What is to be done?
The year is 1970, and the issue of climate change is a small cloud on the horizon
It’s a matter for special interest groups, really – such as the activists who persuade the United Nations to hold its first Earth Day and the scientists who found the National Oceanic and Atmospheric Administration as America’s “intelligence agency for the environment”.
Over the next 30 years the data accumulates, satellite images are examined and calculations lead to projections. The best cases are bad, the worst cases calamitous, and as far as timetables go, it’s later than anybody had thought.
The first global body to be formed was the Advisory Group on Greenhouse Gases, set up in 1985 by the UN’s Environment Programme. Three years later, this became the Intergovernmental Panel on Climate Change, the Geneva-based organisation that has taken the lead in bringing climate science into the mainstream and establishing the anthropogenic signal in the mass of meteorological noise.
The establishment of that consensus then led to a reconfiguring of traditional politics as green lobby groups turned into green parties, fired with the anger and engagement of young activists. Over the years, that energy has propelled the question of sustainability in all its forms to the centre of political discourse.
Unfortunately, simply sounding the alarm does nothing to solve the myriad of problems that climate change throws up. Although it’s clear that the skies are darkening as we watch, how should we respond to a threat that requires global action on the political, scientific, technological, social and economic levels? How can we even develop the capacity to? Our experience with the Covid-19 pandemic is a preview of the global crises we face in managing and co-ordinating that action before the storm breaks – and without the spur of collapsing health systems.
The problem is immense, we only have one last best chance to solve it, and time is passing…
The Scotia Group was set up to make a contribution to finding that solution. More specifically, it was aimed at COP26, the 26th United Nations Climate Change conference (to be hosted by the UK government in Glasgow in November 2021). The aim is to bring together humanists from as many domains as possible to reach a consensus on how the world’s political leaders can agree strategies to curb carbon emissions in the years that remain before we all arrive together at the point of no return.

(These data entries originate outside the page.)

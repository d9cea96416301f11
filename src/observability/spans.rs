//! Structured span definitions for tracing.

use std::time::Instant;

use tracing::{Level, Span, field, span};
use uuid::Uuid;

use crate::types::{AgentContext, Usage};

/// Identifiers shared by every span of one run.
#[derive(Debug, Clone, Copy)]
pub struct SpanContext {
    run_id: Uuid,
    conversation_id: Uuid,
}

impl SpanContext {
    pub fn new(run_id: Uuid, conversation_id: Uuid) -> Self {
        Self {
            run_id,
            conversation_id,
        }
    }

    pub fn from_context(ctx: &AgentContext) -> Self {
        Self::new(ctx.run_id, ctx.conversation_id)
    }

    pub fn run_span(&self, max_iterations: usize) -> Span {
        span!(
            Level::INFO,
            "agent.run",
            run_id = %self.run_id,
            conversation_id = %self.conversation_id,
            max_iterations = max_iterations,
            otel.name = "agent.run",
            iterations = field::Empty,
        )
    }

    pub fn llm_call_span(&self, iteration: usize) -> LlmCallSpan {
        LlmCallSpan::new(self.run_id, iteration)
    }

    pub fn tool_span(&self, tool_name: &str, call_id: &str) -> Span {
        span!(
            Level::INFO,
            "tool.execute",
            tool_name = tool_name,
            call_id = call_id,
            run_id = %self.run_id,
            otel.name = format!("tool.{}", tool_name),
            is_error = field::Empty,
            duration_ms = field::Empty,
        )
    }
}

/// Span around one LLM call that records usage and latency.
pub struct LlmCallSpan {
    span: Span,
    start: Instant,
}

impl LlmCallSpan {
    pub fn new(run_id: Uuid, iteration: usize) -> Self {
        let span = span!(
            Level::INFO,
            "llm.call",
            run_id = %run_id,
            iteration = iteration,
            otel.name = "llm.call",
            prompt_tokens = field::Empty,
            completion_tokens = field::Empty,
            tool_calls = field::Empty,
            latency_ms = field::Empty,
        );
        Self {
            span,
            start: Instant::now(),
        }
    }

    pub fn record_usage(&self, usage: &Usage, tool_calls: usize) {
        self.span.record("prompt_tokens", usage.prompt_tokens);
        self.span.record("completion_tokens", usage.completion_tokens);
        self.span.record("tool_calls", tool_calls as u64);
    }

    /// Record latency and return it in milliseconds.
    pub fn finish(self) -> u64 {
        let latency_ms = self.start.elapsed().as_millis() as u64;
        self.span.record("latency_ms", latency_ms);
        latency_ms
    }

    pub fn span(&self) -> &Span {
        &self.span
    }
}
//! Hook that logs every lifecycle event through `tracing`.

use async_trait::async_trait;
use serde_json::Value;

use super::{ExecutorHooks, HookPhase};
use crate::client::LlmResponse;
use crate::types::{AgentContext, AgentMessage, ToolResult, Usage};
use crate::{Error, Result};

#[derive(Debug, Clone, Copy, Default)]
pub struct LoggingHooks {
    log_arguments: bool,
}

impl LoggingHooks {
    pub fn new() -> Self {
        Self::default()
    }

    /// Include tool arguments in `before_tool_call` records.
    pub fn with_arguments(mut self) -> Self {
        self.log_arguments = true;
        self
    }
}

#[async_trait]
impl ExecutorHooks for LoggingHooks {
    fn name(&self) -> &str {
        "logging"
    }

    async fn before_llm_call(&self, ctx: &AgentContext, messages: &[AgentMessage]) -> Result<()> {
        tracing::debug!(
            run_id = %ctx.run_id,
            message_count = messages.len(),
            "Calling LLM"
        );
        Ok(())
    }

    async fn after_llm_call(
        &self,
        ctx: &AgentContext,
        response: &LlmResponse,
        usage: &Usage,
    ) -> Result<()> {
        tracing::info!(
            run_id = %ctx.run_id,
            tool_calls = response.message.tool_calls.len(),
            prompt_tokens = response.usage.prompt_tokens,
            completion_tokens = response.usage.completion_tokens,
            total_tokens = usage.total_tokens(),
            "LLM responded"
        );
        Ok(())
    }

    async fn before_tool_call(
        &self,
        ctx: &AgentContext,
        name: &str,
        arguments: &Value,
        call_id: &str,
    ) -> Result<()> {
        if self.log_arguments {
            tracing::debug!(run_id = %ctx.run_id, tool = name, call_id, %arguments, "Calling tool");
        } else {
            tracing::debug!(run_id = %ctx.run_id, tool = name, call_id, "Calling tool");
        }
        Ok(())
    }

    async fn after_tool_call(&self, ctx: &AgentContext, result: &ToolResult) -> Result<()> {
        match result.error_message() {
            None => tracing::debug!(
                run_id = %ctx.run_id,
                tool = %result.tool_name,
                call_id = %result.call_id,
                "Tool succeeded"
            ),
            Some(message) => tracing::warn!(
                run_id = %ctx.run_id,
                tool = %result.tool_name,
                call_id = %result.call_id,
                error = message,
                "Tool failed"
            ),
        }
        Ok(())
    }

    async fn on_error(&self, ctx: &AgentContext, error: &Error, phase: HookPhase) {
        tracing::error!(run_id = %ctx.run_id, phase = %phase, error = %error, "Execution error");
    }
}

The group will hold seven meetings/dialogues in the run-up to COP26, and we will issue a report after each to outline what has been agreed. The first was held online on the 21 April under the auspices of the Transatlantic Leadership Network (TLN), and addressed the foundational issue of how a multitude of diverse groups and interests among governments, corporations and communities can be reconciled in the same framework.
The Speakers
Howard Covington
Howard Covington, a physicist and investment banker, and member of the Scotia Group’s Inception Commission, gave a concise explanation of what this framework has to achieve: halving global carbon emissions by 2030. Anything less would be, in his words, yet another step on the road to a hot, sour, stormy, flooded, burned and barren world.
Biography
Howard Covington
Howard Covington is the chair of ClientEarth, Europe’s leading public interest environmental law firm and of the Alan Turing Institute, the UK’s national institute for AI and data science.
During his career in investment banking and asset management, he was European chief executive of Wasserstein Perella, an investment bank and co-founder and chief executive of London-listed New Star Asset Management.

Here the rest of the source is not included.